34. Çoğu anne baba çocuğuyla baş edememekten yakınırken otorite ve çocuk rollerinin yer değiştirdiğini ve bunun da kendi yetersizliğinden kaynaklandığını göremez. Gerçekte çocuk kazandığı bu zaferden dolayı mutlu değildir. Anne ya da babasının güçsüzlüğüne tanık olmak, çocuğun onlara, dolayısıyla kendine olan güven duygusunun sarsılmasına neden olur.
35. Tutucu kişi, yapmak istediği ama yaparsa suçlanacağı davranışları başkalarında gördüğünde onlar eleştirerek ya da engelleyerek kendi isteklerini ketlemeye çalışır.
36. Anne babanın çocuğun davranışlarına karşı birbirinden farklı tepkiler göstermeleri de olumsuz sonuçlar doğurur. Çocuk, ana-babasını bir bütün olarak görme ihtiyacındadır. Bu nedenle, çocuğa ilişkin kararlardaki görüş ayrılıklarını onun önünde sergilememek gerekir.
37. Çocuğun cinsel oyunlarını fark eden ana-babanın onu suçüstü yakalamışçasına davranması yaşam boyu sürecek bir suçluluğun yaşanmasına neden olabilir.
38. Çocukluk haklarını gereğince yaşayamamış olan kişi, o dönemde karşılanmamış isteklerini, yetişkinliğe ulaşıp ana-baba olduğunda çocuklarına yöneltmeye başlayabilir. Bu durumda ise ana-baba ve çocuk rolleri yer değiştirir. Çocuk, ana-babasının çocuksu isteklerini karşılamak durumunda kalır.
39. Çocuğa kusur bularak olumsuz duygularına gerekçe arayan anne ya da baba, çocuğu kusursuz bir varlık durumuna getirerek onu benimsemeyi umar ve bu yolda çaba gösterir. Maskelenmiş red, bazen koruyucu davranışlar biçiminde ortaya çıkabilir. İticiliğin yarattığı bilinçdışı suçluluk duyguları, çocuğun hastalanacağı ya da öleceği ya da kötü alışkanlıklar edineceği korkusuna dönüşebilir. Böyle ana-babalar, çocuklarıyla ne denli ilgilendiklerini kendilerine ve çevrelerine kanıtlamak istercesine bir çaba içindedirler.

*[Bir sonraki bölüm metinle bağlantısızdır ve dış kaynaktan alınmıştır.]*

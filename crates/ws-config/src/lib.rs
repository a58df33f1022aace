//! # ws-config
//!
//! Layered configuration loading for wsreg using figment.
//!
//! Configuration sources (in priority order, highest wins):
//! 1. Environment variables (`WSREG_*` prefix, `__` as separator)
//! 2. An explicit file passed with `--config`
//! 3. Project-level `wsreg.toml` in the working directory
//! 4. User-level `~/.config/wsreg/config.toml`
//! 5. Built-in defaults
//!
//! # Environment Variable Mapping
//!
//! `WSREG_SHEETS__PRIVATE_KEY` -> `sheets.private_key`,
//! `WSREG_WEBHOOK__PASSWORD` -> `webhook.password`. Workshops are keyed by
//! slug, and slugs usually contain dashes, so the registry itself belongs in
//! TOML:
//!
//! ```toml
//! [workshops.bizz-club-sm]
//! name = "Workshop BIZZ.CLUB Satu Mare"
//! sheet_id = "1doz..."
//! webhook_url = "https://hooks.example.com/webhook/..."
//!
//! [workshops.bizz-club-sm.payment_links]
//! member = "https://buy.stripe.com/..."
//! standard = "https://buy.stripe.com/..."
//! ```

mod error;
mod server;
mod sheets;
mod webhook;
mod workshops;

pub use error::ConfigError;
pub use server::ServerConfig;
pub use sheets::SheetsConfig;
pub use webhook::WebhookConfig;
pub use workshops::{PaymentLinks, WorkshopConfig, WorkshopRegistry};

use figment::{
    Figment,
    providers::{Env, Format, Serialized, Toml},
};
use serde::{Deserialize, Serialize};
use std::path::{Path, PathBuf};

/// Project-local config file name.
pub const LOCAL_CONFIG_FILE: &str = "wsreg.toml";

#[derive(Debug, Clone, Default, Deserialize, Serialize)]
pub struct WsConfig {
    #[serde(default)]
    pub server: ServerConfig,
    #[serde(default)]
    pub sheets: SheetsConfig,
    #[serde(default)]
    pub webhook: WebhookConfig,
    #[serde(default)]
    pub workshops: WorkshopRegistry,
}

impl WsConfig {
    /// Load configuration from all sources (TOML files + environment variables).
    ///
    /// Does NOT call `dotenvy` -- use [`Self::load_with_dotenv`] if you need
    /// `.env` file loading.
    ///
    /// # Errors
    ///
    /// Returns [`ConfigError`] if a source cannot be parsed or the workshop
    /// registry is incomplete.
    pub fn load(explicit: Option<&Path>) -> Result<Self, ConfigError> {
        Self::from_figment(&Self::figment(explicit))
    }

    /// Load configuration with `.env` file support.
    ///
    /// # Errors
    ///
    /// Same as [`Self::load`].
    pub fn load_with_dotenv(explicit: Option<&Path>) -> Result<Self, ConfigError> {
        // A missing .env is normal in production.
        let _ = dotenvy::dotenv();
        Self::load(explicit)
    }

    /// Extract and finish a config from an arbitrary figment.
    ///
    /// # Errors
    ///
    /// Returns [`ConfigError`] if extraction fails or the workshop registry
    /// is incomplete.
    pub fn from_figment(figment: &Figment) -> Result<Self, ConfigError> {
        let mut config: Self = figment.extract()?;
        config.workshops.fill_slugs();
        config.workshops.validate()?;
        Ok(config)
    }

    /// Build the figment provider chain.
    ///
    /// This is public so tests can inspect the figment directly or add
    /// additional providers on top.
    #[must_use]
    pub fn figment(explicit: Option<&Path>) -> Figment {
        let mut figment = Figment::from(Serialized::defaults(Self::default()));

        if let Some(global_path) = Self::global_config_path()
            && global_path.exists()
        {
            figment = figment.merge(Toml::file(global_path));
        }

        let local_path = PathBuf::from(LOCAL_CONFIG_FILE);
        if local_path.exists() {
            figment = figment.merge(Toml::file(local_path));
        }

        if let Some(path) = explicit {
            figment = figment.merge(Toml::file(path));
        }

        figment.merge(Env::prefixed("WSREG_").split("__"))
    }

    /// Fail unless the spreadsheet credentials are present.
    ///
    /// # Errors
    ///
    /// Returns [`ConfigError::NotConfigured`] for the `sheets` section.
    pub fn require_sheets(&self) -> Result<&SheetsConfig, ConfigError> {
        if self.sheets.is_configured() {
            Ok(&self.sheets)
        } else {
            Err(ConfigError::NotConfigured {
                section: "sheets".into(),
            })
        }
    }

    /// Path to the user-global config file.
    fn global_config_path() -> Option<PathBuf> {
        dirs::config_dir().map(|p| p.join("wsreg").join("config.toml"))
    }
}

#[cfg(test)]
mod tests {
    use super::*;

    #[test]
    fn default_config_loads() {
        let config = WsConfig::default();
        assert!(!config.sheets.is_configured());
        assert!(!config.webhook.is_configured());
        assert!(config.workshops.is_empty());
        assert_eq!(config.server.bind, "0.0.0.0:3000");
    }

    #[test]
    fn figment_builds_without_files() {
        figment::Jail::expect_with(|_jail| {
            let config =
                WsConfig::from_figment(&WsConfig::figment(None)).map_err(|e| e.to_string())?;
            assert!(!config.sheets.is_configured());
            assert_eq!(config.sheets.read_retries, 2);
            Ok(())
        });
    }

    #[test]
    fn require_sheets_reports_section() {
        let err = WsConfig::default().require_sheets().unwrap_err();
        assert!(matches!(err, ConfigError::NotConfigured { ref section } if section == "sheets"));
    }
}
//! The three tabs of a workshop spreadsheet.

use std::collections::BTreeMap;
use std::sync::Arc;

use ws_core::registration::REGISTRATION_HEADERS;
use ws_core::{RegistrationRow, RosterEntry};

use crate::error::SheetsError;
use crate::range::qualified;
use crate::{SheetBackend, Values};

/// Accepted names of the key/value settings tab, tried in order.
pub const SETTINGS_SHEETS: [&str; 3] = ["Configurare Workshop", "Config", "Configurare"];

/// Accepted names of the member roster tab, tried in order.
pub const ROSTER_SHEETS: [&str; 3] = ["Membri", "Membrii", "Members"];

/// Accepted names of the registrations tab, tried in order. The first one
/// is created when none exists.
pub const REGISTRATION_SHEETS: [&str; 3] = ["Inscrieri", "Registrations", "Înscrieri"];

const SETTINGS_CELLS: &str = "A:B";
const ROSTER_CELLS: &str = "A2:E";
const REGISTRATION_CELLS: &str = "A:O";
const HEADER_CELLS: &str = "A1:O1";

/// Settings tab contents: column A key → column B value.
pub type WorkshopSettings = BTreeMap<String, String>;

#[derive(Clone)]
pub struct Workbook {
    backend: Arc<dyn SheetBackend>,
}

impl std::fmt::Debug for Workbook {
    fn fmt(&self, f: &mut std::fmt::Formatter<'_>) -> std::fmt::Result {
        f.debug_struct("Workbook").finish_non_exhaustive()
    }
}

impl Workbook {
    #[must_use]
    pub fn new(backend: Arc<dyn SheetBackend>) -> Self {
        Self { backend }
    }

    /// Read `cells` from the first tab in `names` that exists.
    ///
    /// Returns `Ok(None)` when none of them exists. Errors other than a
    /// missing tab stop the search.
    async fn read_first(
        &self,
        spreadsheet_id: &str,
        names: &[&'static str],
        cells: &str,
    ) -> Result<Option<(&'static str, Values)>, SheetsError> {
        for &name in names {
            match self
                .backend
                .read_values(spreadsheet_id, &qualified(name, cells))
                .await
            {
                Ok(values) => return Ok(Some((name, values))),
                Err(e) if e.is_missing_sheet() => {
                    tracing::debug!(sheet = name, error = %e, "sheet not found, trying next name");
                }
                Err(e) => return Err(e),
            }
        }
        Ok(None)
    }

    /// Key/value pairs of the settings tab. Rows with an empty key or value
    /// are skipped.
    ///
    /// # Errors
    ///
    /// Returns [`SheetsError::SheetNotFound`] when no settings tab exists, or
    /// the backend error.
    pub async fn workshop_settings(
        &self,
        spreadsheet_id: &str,
    ) -> Result<WorkshopSettings, SheetsError> {
        let Some((_, values)) = self
            .read_first(spreadsheet_id, &SETTINGS_SHEETS, SETTINGS_CELLS)
            .await?
        else {
            return Err(not_found("settings", &SETTINGS_SHEETS));
        };

        Ok(values
            .into_iter()
            .filter_map(|row| {
                let mut cells = row.into_iter();
                let key = cells.next()?.trim().to_string();
                let value = cells.next()?.trim().to_string();
                (!key.is_empty() && !value.is_empty()).then_some((key, value))
            })
            .collect())
    }

    /// Roster entries, header row excluded.
    ///
    /// A spreadsheet without a roster tab yields an empty roster, so every
    /// registrant of that workshop pays the standard price.
    ///
    /// # Errors
    ///
    /// Returns the backend error for anything other than a missing tab.
    pub async fn roster(&self, spreadsheet_id: &str) -> Result<Vec<RosterEntry>, SheetsError> {
        match self
            .read_first(spreadsheet_id, &ROSTER_SHEETS, ROSTER_CELLS)
            .await?
        {
            Some((sheet, values)) => {
                let roster = parse_roster(values);
                tracing::debug!(sheet, members = roster.len(), "loaded roster");
                Ok(roster)
            }
            None => {
                tracing::warn!(
                    spreadsheet_id,
                    tried = ?ROSTER_SHEETS,
                    "roster sheet not found, treating everyone as non-member"
                );
                Ok(Vec::new())
            }
        }
    }

    /// Append one registration, creating the registrations tab (with its
    /// header row) when missing. Returns the tab name written to.
    ///
    /// # Errors
    ///
    /// Returns [`SheetsError`] if the tab cannot be created or written.
    pub async fn append_registration(
        &self,
        spreadsheet_id: &str,
        row: &RegistrationRow,
    ) -> Result<&'static str, SheetsError> {
        let cells = vec![row.cells()];

        for &name in &REGISTRATION_SHEETS {
            match self
                .backend
                .append_values(spreadsheet_id, &qualified(name, REGISTRATION_CELLS), cells.clone())
                .await
            {
                Ok(()) => {
                    tracing::info!(sheet = name, workshop = %row.workshop, "registration saved");
                    return Ok(name);
                }
                Err(e) if e.is_missing_sheet() => {
                    tracing::debug!(sheet = name, error = %e, "sheet not found, trying next name");
                }
                Err(e) => return Err(e),
            }
        }

        let name = REGISTRATION_SHEETS[0];
        tracing::info!(spreadsheet_id, sheet = name, "creating registrations sheet");
        self.backend.add_sheet(spreadsheet_id, name).await?;
        let header = vec![REGISTRATION_HEADERS.iter().map(ToString::to_string).collect()];
        self.backend
            .update_values(spreadsheet_id, &qualified(name, HEADER_CELLS), header)
            .await?;
        self.backend
            .append_values(spreadsheet_id, &qualified(name, REGISTRATION_CELLS), cells)
            .await?;
        tracing::info!(sheet = name, workshop = %row.workshop, "registration saved");
        Ok(name)
    }
}

fn not_found(kind: &'static str, names: &[&str]) -> SheetsError {
    SheetsError::SheetNotFound {
        kind,
        tried: names.iter().map(ToString::to_string).collect(),
    }
}

/// Turn roster rows (columns A..E: first name, last name, company, email,
/// phone) into entries. Short rows are padded with empty strings; fully
/// blank rows are skipped.
#[must_use]
pub fn parse_roster(values: Values) -> Vec<RosterEntry> {
    values
        .into_iter()
        .filter(|row| row.iter().any(|cell| !cell.trim().is_empty()))
        .map(|row| {
            let mut cells = row.into_iter().map(|cell| cell.trim().to_string());
            let mut next = || cells.next().unwrap_or_default();
            let (first_name, last_name, company) = (next(), next(), next());
            let (email, phone) = (next(), next());
            RosterEntry::new(first_name, last_name, email, phone).with_company(company)
        })
        .collect()
}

Öte yandan, aşırı koruma her zaman çocuğun istenmeyişinin bir belirtisi olmayabilir. Özellikle anne ve çocuk ilişkisinde ortaya çıkan bazı koruyucu davranışların gerisinde annenin duygusal yalnızlığı bulunur. Bu gibi anneler, evliliklerinde bulamadıkları doyumu çocuklarında ararlar. Bazı ana-babalar ise karşı cinsten olan çocuklarına bir sevgiliye gösterilen davranışları andıran tutumlar gösterebilirler.
40. Aşırı hoşgörü ve disiplin noksanlığı çocukta bencil ve topluma karşıt davranışlarla sonuçlanır. Katı bir disiplin ise ana-babaya karşı korku ve öfke yaşanması, girişim noksanlığı ve insanlara dostça yaklaşamama gibi zararlı sonuçlar doğurabilir.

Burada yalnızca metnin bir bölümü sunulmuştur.